The Ross aortic valve replacement (AVR) offers excellent hemodynamic and clinical outcomes in most patients undergoing aortic root replacement. Because of ongoing debate regarding the durability of this procedure, long-term follow-up in a large adult Ross experience might be of interest. Between 1994 and 2010, 230 adult patients underwent modified Ross root procedures. Mean age was 42.4±12.1 years (range, 20 to 68 years), 62% were male. Fifty-six patients (24%) had undergone one or more prior aortic valve interventions. Concomitant procedures were performed in 126 patients (55%), including 90 ascending aortic procedures. Presenting pathology was aortic insufficiency in 114 (50%) and aortic stenosis in 116 (50%). Hospital mortality or within 30 days was 2 of 230 patients (0.9%). During follow-up (mean, 7.8 years), 12 more patients died. At 15 years, survival was 94%, and freedom from autograft and allograft reoperation was 91% and 98%, respectively. Reoperation was required for 23 patients.

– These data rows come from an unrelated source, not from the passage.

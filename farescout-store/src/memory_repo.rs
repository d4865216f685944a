use async_trait::async_trait;
use chrono::{DateTime, Utc};
use farescout_core::repository::{AlertRepository, PriceHistoryRepository, SearchRepository};
use farescout_core::{CoreError, CoreResult};
use farescout_shared::{Alert, NewAlert, NewPriceHistory, NewSearch, PriceHistoryEntry, Search};
use std::sync::{Mutex, MutexGuard};
use uuid::Uuid;

#[derive(Default)]
struct State {
    searches: Vec<Search>,
    history: Vec<PriceHistoryEntry>,
    alerts: Vec<Alert>,
}

/// Process-local store implementing every repository trait.
///
/// Backs the test suites and `database.url = "memory://"` runs; nothing
/// survives a restart.
#[derive(Default)]
pub struct MemoryStore {
    state: Mutex<State>,
}

impl MemoryStore {
    pub fn new() -> Self {
        Self::default()
    }

    fn state(&self) -> MutexGuard<'_, State> {
        self.state.lock().unwrap_or_else(|e| e.into_inner())
    }
}

/// Newest first; among equal timestamps the later insert wins.
fn newest_first<T: Clone>(items: impl DoubleEndedIterator<Item = T>, key: impl Fn(&T) -> DateTime<Utc>) -> Vec<T> {
    let mut out: Vec<T> = items.rev().collect();
    out.sort_by(|a, b| key(b).cmp(&key(a)));
    out
}

#[async_trait]
impl SearchRepository for MemoryStore {
    async fn create(&self, search: NewSearch, now: DateTime<Utc>) -> CoreResult<Search> {
        let search = Search::from_new(search, now);
        self.state().searches.push(search.clone());
        tracing::info!(search_id = %search.id, email = %search.email.redacted(), "Search saved");
        Ok(search)
    }

    async fn list(&self) -> CoreResult<Vec<Search>> {
        let state = self.state();
        Ok(newest_first(state.searches.iter().cloned(), |s| s.created_at))
    }

    async fn list_active(&self) -> CoreResult<Vec<Search>> {
        let state = self.state();
        Ok(newest_first(
            state.searches.iter().filter(|s| s.is_active).cloned(),
            |s| s.created_at,
        ))
    }

    async fn get(&self, id: Uuid) -> CoreResult<Option<Search>> {
        Ok(self.state().searches.iter().find(|s| s.id == id).cloned())
    }

    async fn delete(&self, id: Uuid) -> CoreResult<bool> {
        let mut state = self.state();
        let before = state.searches.len();
        state.searches.retain(|s| s.id != id);
        if state.searches.len() == before {
            return Ok(false);
        }
        state.alerts.retain(|a| a.search_id != id);
        state.history.retain(|h| h.search_id != id);
        Ok(true)
    }
}

#[async_trait]
impl PriceHistoryRepository for MemoryStore {
    async fn append(&self, entry: NewPriceHistory) -> CoreResult<PriceHistoryEntry> {
        let entry = PriceHistoryEntry::from_new(entry);
        let mut state = self.state();
        if !state.searches.iter().any(|s| s.id == entry.search_id) {
            return Err(CoreError::NotFound(format!("search {}", entry.search_id)));
        }
        state.history.push(entry.clone());
        Ok(entry)
    }

    async fn latest(&self, search_id: Uuid, destination: &str) -> CoreResult<Option<PriceHistoryEntry>> {
        Ok(PriceHistoryRepository::list(self, search_id, destination)
            .await?
            .into_iter()
            .next())
    }

    async fn list(&self, search_id: Uuid, destination: &str) -> CoreResult<Vec<PriceHistoryEntry>> {
        let state = self.state();
        Ok(newest_first(
            state
                .history
                .iter()
                .filter(|h| h.search_id == search_id && h.destination == destination)
                .cloned(),
            |h| h.recorded_at,
        ))
    }
}

#[async_trait]
impl AlertRepository for MemoryStore {
    async fn create(&self, alert: NewAlert) -> CoreResult<Alert> {
        let alert = Alert::from_new(alert);
        let mut state = self.state();
        if !state.searches.iter().any(|s| s.id == alert.search_id) {
            return Err(CoreError::NotFound(format!("search {}", alert.search_id)));
        }
        state.alerts.push(alert.clone());
        Ok(alert)
    }

    async fn list(&self, search_id: Option<Uuid>) -> CoreResult<Vec<Alert>> {
        let state = self.state();
        Ok(newest_first(
            state
                .alerts
                .iter()
                .filter(|a| search_id.map_or(true, |id| a.search_id == id))
                .cloned(),
            |a| a.created_at,
        ))
    }

    async fn list_recent(
        &self,
        search_id: Uuid,
        destination: &str,
        since: DateTime<Utc>,
    ) -> CoreResult<Vec<Alert>> {
        let state = self.state();
        Ok(newest_first(
            state
                .alerts
                .iter()
                .filter(|a| a.search_id == search_id && a.destination == destination && a.created_at >= since)
                .cloned(),
            |a| a.created_at,
        ))
    }

    async fn mark_sent(&self, id: Uuid) -> CoreResult<()> {
        let mut state = self.state();
        match state.alerts.iter_mut().find(|a| a.id == id) {
            Some(alert) => {
                alert.sent = true;
                Ok(())
            }
            None => Err(CoreError::NotFound(format!("alert {}", id))),
        }
    }
}
use axum::{
    extract::{Query, State},
    routing::get,
    Json, Router,
};
use farescout_shared::ScoredDestination;
use serde::Deserialize;

use crate::error::AppError;
use crate::params::{parse_int, required};
use crate::state::AppState;

#[derive(Debug, Deserialize)]
#[serde(rename_all = "camelCase")]
pub struct DestinationsQuery {
    pub origin: Option<String>,
    pub budget: Option<String>,
    pub max_distance: Option<String>,
}

pub fn routes() -> Router<AppState> {
    Router::new().route("/api/destinations", get(discover_destinations))
}

/// GET /api/destinations
async fn discover_destinations(
    State(state): State<AppState>,
    Query(query): Query<DestinationsQuery>,
) -> Result<Json<Vec<ScoredDestination>>, AppError> {
    let origin = required("origin", &query.origin)?;
    let budget = parse_int("budget", required("budget", &query.budget)?)?;
    // 0 means no limit
    let max_distance = match query.max_distance.as_deref() {
        Some(raw) if !raw.trim().is_empty() => {
            Some(parse_int("maxDistance", raw)?).filter(|d| *d > 0).map(f64::from)
        }
        _ => None,
    };

    let destinations = state.discovery.discover(origin, budget, max_distance)?;
    tracing::debug!(origin = %origin, budget, count = destinations.len(), "Destinations discovered");
    Ok(Json(destinations))
}
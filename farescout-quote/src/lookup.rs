use async_trait::async_trait;
use chrono::NaiveDate;

use crate::vendor::VendorResponse;

/// Parameters of a single fare lookup. Doubles as the cache key.
#[derive(Debug, Clone, PartialEq, Eq, Hash)]
pub struct QuoteRequest {
    pub origin: String,
    pub destination: String,
    pub outbound: NaiveDate,
    pub return_date: Option<NaiveDate>,
    pub max_price: Option<i32>,
}

impl QuoteRequest {
    pub fn round_trip(origin: &str, destination: &str, outbound: NaiveDate, return_date: NaiveDate) -> Self {
        Self {
            origin: origin.to_ascii_uppercase(),
            destination: destination.to_ascii_uppercase(),
            outbound,
            return_date: Some(return_date),
            max_price: None,
        }
    }

    pub fn with_max_price(mut self, max_price: Option<i32>) -> Self {
        self.max_price = max_price;
        self
    }

    pub fn is_round_trip(&self) -> bool {
        self.return_date.is_some()
    }
}

#[derive(Debug, thiserror::Error)]
pub enum LookupError {
    #[error("Price provider is not configured: {0}")]
    NotConfigured(String),
    #[error("HTTP error: {0}")]
    Http(#[from] reqwest::Error),
    #[error("Provider returned {status}: {body}")]
    Status { status: u16, body: String },
    #[error("Malformed provider payload: {0}")]
    Malformed(String),
    #[error("Lookup timed out after {0}s")]
    Timeout(u64),
}

/// External flight-price lookup
#[async_trait]
pub trait PriceLookup: Send + Sync {
    async fn lookup(&self, request: &QuoteRequest) -> Result<VendorResponse, LookupError>;
}
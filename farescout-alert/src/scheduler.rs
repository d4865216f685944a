use std::sync::Arc;
use std::time::Duration;
use tokio::sync::watch;
use tokio::task::JoinHandle;
use tokio::time::{interval_at, Instant, MissedTickBehavior};
use tracing::{error, info};

use crate::engine::{AlertEngine, TickSummary};

type Reporter = Arc<dyn Fn(&TickSummary) + Send + Sync>;

/// A named cadence driving the alert tick
#[derive(Debug, Clone)]
pub struct Schedule {
    pub name: String,
    pub every: Duration,
}

impl Schedule {
    pub fn new(name: &str, every: Duration) -> Self {
        Self {
            name: name.to_string(),
            every,
        }
    }

    /// The production cadence, plus the faster development one when `dev_mode` is set
    pub fn standard(interval: Duration, dev_interval: Duration, dev_mode: bool) -> Vec<Schedule> {
        let mut schedules = vec![Schedule::new("alerts", interval)];
        if dev_mode {
            schedules.push(Schedule::new("alerts-dev", dev_interval));
        }
        schedules
    }
}

/// Runs `run_alert_tick` on one or more cadences until shut down
pub struct AlertScheduler {
    engine: Arc<AlertEngine>,
    schedules: Vec<Schedule>,
    reporter: Option<Reporter>,
}

impl AlertScheduler {
    pub fn new(engine: Arc<AlertEngine>, schedules: Vec<Schedule>) -> Self {
        Self {
            engine,
            schedules,
            reporter: None,
        }
    }

    /// Called with the summary of every completed tick
    pub fn with_reporter<F>(mut self, reporter: F) -> Self
    where
        F: Fn(&TickSummary) + Send + Sync + 'static,
    {
        self.reporter = Some(Arc::new(reporter));
        self
    }

    /// Spawns one task per schedule. The first tick of each fires one period
    /// after start; a tick in flight when `shutdown` flips is abandoned.
    pub fn start(self, shutdown: watch::Receiver<bool>) -> Vec<JoinHandle<()>> {
        self.schedules
            .into_iter()
            .map(|schedule| {
                let engine = self.engine.clone();
                let reporter = self.reporter.clone();
                let shutdown = shutdown.clone();
                tokio::spawn(run_schedule(engine, schedule, reporter, shutdown))
            })
            .collect()
    }
}

async fn run_schedule(
    engine: Arc<AlertEngine>,
    schedule: Schedule,
    reporter: Option<Reporter>,
    mut shutdown: watch::Receiver<bool>,
) {
    info!(schedule = %schedule.name, every_secs = schedule.every.as_secs(), "Alert schedule started");

    let mut ticker = interval_at(Instant::now() + schedule.every, schedule.every);
    ticker.set_missed_tick_behavior(MissedTickBehavior::Skip);

    loop {
        tokio::select! {
            _ = ticker.tick() => {}
            _ = shutdown.changed() => break,
        }

        tokio::select! {
            result = engine.run_alert_tick() => match result {
                Ok(summary) => {
                    if let Some(report) = &reporter {
                        report(&summary);
                    }
                }
                Err(e) => error!(schedule = %schedule.name, error = %e, "Alert tick failed"),
            },
            _ = shutdown.changed() => break,
        }
    }

    info!(schedule = %schedule.name, "Alert schedule stopped");
}
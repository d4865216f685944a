use chrono::{DateTime, Utc};
use serde::{Deserialize, Serialize};
use uuid::Uuid;

use crate::models::pattern::DatePattern;
use crate::pii::Masked;

/// A saved, monitored search
#[derive(Debug, Clone, Serialize, Deserialize)]
#[serde(rename_all = "camelCase")]
pub struct Search {
    pub id: Uuid,
    pub name: String,
    pub origin_airport: String,
    pub budget: i32,
    pub pattern: DatePattern,
    /// IATA codes, in the order the user picked them
    pub selected_destinations: Vec<String>,
    pub max_distance: Option<i32>,
    pub is_active: bool,
    pub email: Masked<String>,
    pub created_at: DateTime<Utc>,
    pub updated_at: DateTime<Utc>,
}

impl Search {
    pub fn from_new(new: NewSearch, now: DateTime<Utc>) -> Self {
        Self {
            id: Uuid::new_v4(),
            name: new.name,
            origin_airport: new.origin_airport,
            budget: new.budget,
            pattern: new.pattern,
            selected_destinations: new.selected_destinations,
            max_distance: new.max_distance,
            is_active: new.is_active,
            email: new.email,
            created_at: now,
            updated_at: now,
        }
    }
}

/// Payload for saving a search
#[derive(Debug, Clone, Serialize, Deserialize)]
#[serde(rename_all = "camelCase")]
pub struct NewSearch {
    pub name: String,
    pub origin_airport: String,
    pub budget: i32,
    pub pattern: DatePattern,
    #[serde(default)]
    pub selected_destinations: Vec<String>,
    #[serde(default)]
    pub max_distance: Option<i32>,
    #[serde(default = "default_active")]
    pub is_active: bool,
    pub email: Masked<String>,
}

fn default_active() -> bool {
    true
}

#[cfg(test)]
mod tests {
    use super::*;
    use crate::models::pattern::PatternKind;

    #[test]
    fn test_new_search_defaults() {
        let json = r#"
            {
                "name": "Balkan weekends",
                "originAirport": "CDG",
                "budget": 250,
                "pattern": { "type": "weekend", "duration": 2 },
                "email": "jane@example.com"
            }
        "#;
        let new: NewSearch = serde_json::from_str(json).expect("Failed to deserialize");
        assert!(new.is_active);
        assert!(new.selected_destinations.is_empty());
        assert_eq!(new.pattern.kind, PatternKind::Weekend);

        let search = Search::from_new(new, Utc::now());
        assert_eq!(search.created_at, search.updated_at);
        assert!(!format!("{:?}", search).contains("jane@example.com"));
    }
}
use farescout_core::clock::Clock;
use farescout_core::dates;
use farescout_core::notifier::Notifier;
use farescout_core::repository::{AlertRepository, PriceHistoryRepository, SearchRepository};
use farescout_core::{CoreError, CoreResult};
use farescout_quote::QuoteAdapter;
use farescout_shared::{CandidateOffer, DateRange, NewAlert, NewPriceHistory, Search};
use serde::Serialize;
use std::sync::Arc;
use std::time::Duration;
use tokio::sync::Mutex;
use tracing::{error, info, warn};

use crate::policy::{AlertPolicy, Decision};

#[derive(Debug, Clone)]
pub struct AlertSettings {
    pub policy: AlertPolicy,
    /// Date ranges sampled per search and tick
    pub sample_size: usize,
    pub dispatch_timeout: Duration,
}

impl Default for AlertSettings {
    fn default() -> Self {
        Self {
            policy: AlertPolicy::default(),
            sample_size: 2,
            dispatch_timeout: Duration::from_secs(30),
        }
    }
}

/// Outcome counters of one tick
#[derive(Debug, Default, Clone, PartialEq, Eq, Serialize)]
#[serde(rename_all = "camelCase")]
pub struct TickSummary {
    pub searches_checked: usize,
    pub searches_skipped: usize,
    pub searches_failed: usize,
    pub observations: usize,
    pub quote_failures: usize,
    pub alerts_created: usize,
    pub alerts_sent: usize,
    pub dispatch_failures: usize,
}

/// Periodic re-check of saved searches
pub struct AlertEngine {
    searches: Arc<dyn SearchRepository>,
    history: Arc<dyn PriceHistoryRepository>,
    alerts: Arc<dyn AlertRepository>,
    quotes: Arc<QuoteAdapter>,
    notifier: Arc<dyn Notifier>,
    clock: Arc<dyn Clock>,
    settings: AlertSettings,
    tick_lock: Mutex<()>,
}

impl AlertEngine {
    #[allow(clippy::too_many_arguments)]
    pub fn new(
        searches: Arc<dyn SearchRepository>,
        history: Arc<dyn PriceHistoryRepository>,
        alerts: Arc<dyn AlertRepository>,
        quotes: Arc<QuoteAdapter>,
        notifier: Arc<dyn Notifier>,
        clock: Arc<dyn Clock>,
        settings: AlertSettings,
    ) -> Self {
        Self {
            searches,
            history,
            alerts,
            quotes,
            notifier,
            clock,
            settings,
            tick_lock: Mutex::new(()),
        }
    }

    /// Checks every active search once. Only a failure to list searches fails
    /// the tick; everything below is isolated and counted.
    pub async fn run_alert_tick(&self) -> CoreResult<TickSummary> {
        let _guard = self.tick_lock.lock().await;
        let mut summary = TickSummary::default();

        let searches = self.searches.list_active().await?;
        info!(count = searches.len(), "Checking active searches");

        for search in &searches {
            if search.selected_destinations.is_empty() {
                info!(search_id = %search.id, "No destinations to check");
                summary.searches_skipped += 1;
                continue;
            }

            summary.searches_checked += 1;
            if let Err(e) = self.check_search(search, &mut summary).await {
                error!(search_id = %search.id, error = %e, "Failed to check search");
                summary.searches_failed += 1;
            }
        }

        self.quotes.cache().purge_expired();
        info!(?summary, "Alert tick finished");
        Ok(summary)
    }

    async fn check_search(&self, search: &Search, summary: &mut TickSummary) -> CoreResult<()> {
        let ranges = dates::sample(&search.pattern, self.settings.sample_size, self.clock.today());
        let mut failure = None;

        for destination in &search.selected_destinations {
            if let Err(e) = self.check_destination(search, destination, &ranges, summary).await {
                error!(
                    search_id = %search.id,
                    destination = %destination,
                    error = %e,
                    "Failed to process destination"
                );
                failure = Some(e);
            }
        }

        match failure {
            Some(e) => Err(e),
            None => Ok(()),
        }
    }

    async fn check_destination(
        &self,
        search: &Search,
        destination: &str,
        ranges: &[DateRange],
        summary: &mut TickSummary,
    ) -> CoreResult<()> {
        let policy = &self.settings.policy;
        let last_price = self
            .history
            .latest(search.id, destination)
            .await?
            .map(|entry| entry.price);

        let mut recently_alerted: Option<bool> = None;
        let mut best: Option<(Decision, CandidateOffer)> = None;

        for range in ranges {
            let offers = match self
                .quotes
                .quote(
                    &search.origin_airport,
                    destination,
                    range.outbound,
                    Some(range.return_date),
                    Some(search.budget),
                )
                .await
            {
                Ok(offers) => offers,
                Err(e) => {
                    warn!(destination = %destination, outbound = %range.outbound, error = %e, "Quote unavailable");
                    summary.quote_failures += 1;
                    continue;
                }
            };

            let Some(cheapest) = offers.into_iter().next() else {
                continue;
            };
            let now = self.clock.now();

            self.history
                .append(NewPriceHistory {
                    search_id: search.id,
                    destination: destination.to_string(),
                    price: cheapest.price,
                    currency: cheapest.currency.clone(),
                    date: range.outbound,
                    recorded_at: now,
                })
                .await?;
            summary.observations += 1;

            if recently_alerted.is_none()
                && policy.needs_dedup_check(last_price, cheapest.price, search.budget)
            {
                let since = now - policy.dedup_window;
                let recent = self.alerts.list_recent(search.id, destination, since).await?;
                recently_alerted = Some(recent.iter().any(|alert| alert.sent));
            }

            let decision = policy.evaluate(
                last_price,
                cheapest.price,
                search.budget,
                recently_alerted.unwrap_or(false),
            );

            if let Some(decision) = decision {
                let cheaper = best
                    .as_ref()
                    .map_or(true, |(_, offer)| cheapest.price < offer.price);
                if cheaper {
                    best = Some((decision, cheapest));
                }
            }
        }

        if let Some((decision, offer)) = best {
            info!(
                search_id = %search.id,
                destination = %destination,
                price = offer.price,
                reason = ?decision.reason,
                price_change = ?decision.price_change,
                "Alert qualified"
            );
            self.raise_alert(search, destination, decision, offer, summary).await?;
        }

        Ok(())
    }

    async fn raise_alert(
        &self,
        search: &Search,
        destination: &str,
        decision: Decision,
        offer: CandidateOffer,
        summary: &mut TickSummary,
    ) -> CoreResult<()> {
        let alert = self
            .alerts
            .create(NewAlert {
                search_id: search.id,
                destination: destination.to_string(),
                current_price: offer.price,
                target_price: self.settings.policy.target_price(search.budget),
                price_change: decision.price_change,
                flight_details: offer.clone(),
                created_at: self.clock.now(),
            })
            .await?;
        summary.alerts_created += 1;

        let send = self.notifier.send_alert(
            search.email.expose(),
            &search.name,
            &offer,
            decision.price_change,
        );
        let delivered = match tokio::time::timeout(self.settings.dispatch_timeout, send).await {
            Ok(result) => result,
            Err(_) => Err(CoreError::DispatchFailure("send timed out".to_string())),
        };

        match delivered {
            Ok(()) => {
                self.alerts.mark_sent(alert.id).await?;
                summary.alerts_sent += 1;
                info!(
                    alert_id = %alert.id,
                    to = %search.email.redacted(),
                    "Alert sent"
                );
            }
            Err(e) => {
                summary.dispatch_failures += 1;
                warn!(alert_id = %alert.id, error = %e, "Alert dispatch failed");
            }
        }

        Ok(())
    }
}
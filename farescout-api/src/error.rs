use axum::{
    http::StatusCode,
    response::{IntoResponse, Response},
    Json,
};
use farescout_core::CoreError;
use serde_json::json;

#[derive(Debug, thiserror::Error)]
pub enum AppError {
    #[error("{0}")]
    ValidationError(String),
    #[error("{0}")]
    NotFoundError(String),
    #[error("{0}")]
    InternalServerError(String),
    #[error(transparent)]
    Anyhow(#[from] anyhow::Error),
}

impl IntoResponse for AppError {
    fn into_response(self) -> Response {
        let (status, error_message) = match self {
            AppError::ValidationError(msg) => (StatusCode::BAD_REQUEST, msg),
            AppError::NotFoundError(msg) => (StatusCode::NOT_FOUND, msg),
            AppError::InternalServerError(msg) => {
                tracing::error!("Internal Server Error: {}", msg);
                (StatusCode::INTERNAL_SERVER_ERROR, "Internal Server Error".to_string())
            }
            AppError::Anyhow(err) => {
                tracing::error!("Internal Server Error: {:#}", err);
                (StatusCode::INTERNAL_SERVER_ERROR, "Internal Server Error".to_string())
            }
        };

        let body = Json(json!({
            "error": error_message,
        }));

        (status, body).into_response()
    }
}

impl From<CoreError> for AppError {
    fn from(err: CoreError) -> Self {
        match err {
            CoreError::Validation(msg) => AppError::ValidationError(msg),
            CoreError::NotFound(msg) => AppError::NotFoundError(msg),
            other => AppError::InternalServerError(other.to_string()),
        }
    }
}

Eighteen patients required reoperation on the autograft root; 11 of 18 (61%) had preoperative aortic insufficiency as their predominate aortic valve lesion. Freedom from autograft reoperation was not significantly different for patients with preoperative aortic insufficiency (87%) compared with patients who had aortic stenosis (94%; p=0.15). On multivariable analysis, no risk factors were significant for reoperation except for surgery before 2000 (p<0.0001) and previous AVR (p=0.05). Preoperative aortic regurgitation was not a significant risk factor for late autograft reoperation in adults. The Ross AVR provides excellent hemodynamics and survival for adults willing to accept a small risk of reoperation as opposed to a life-long risk of thromboemboli and anticoagulation therapy as exist with mechanical aortic prostheses. Reoperation risk for Ross AVR has decreased with Ross annulus sinotubular junction reinforcement replacement of a dilated ascending aorta and postoperative hypertension management.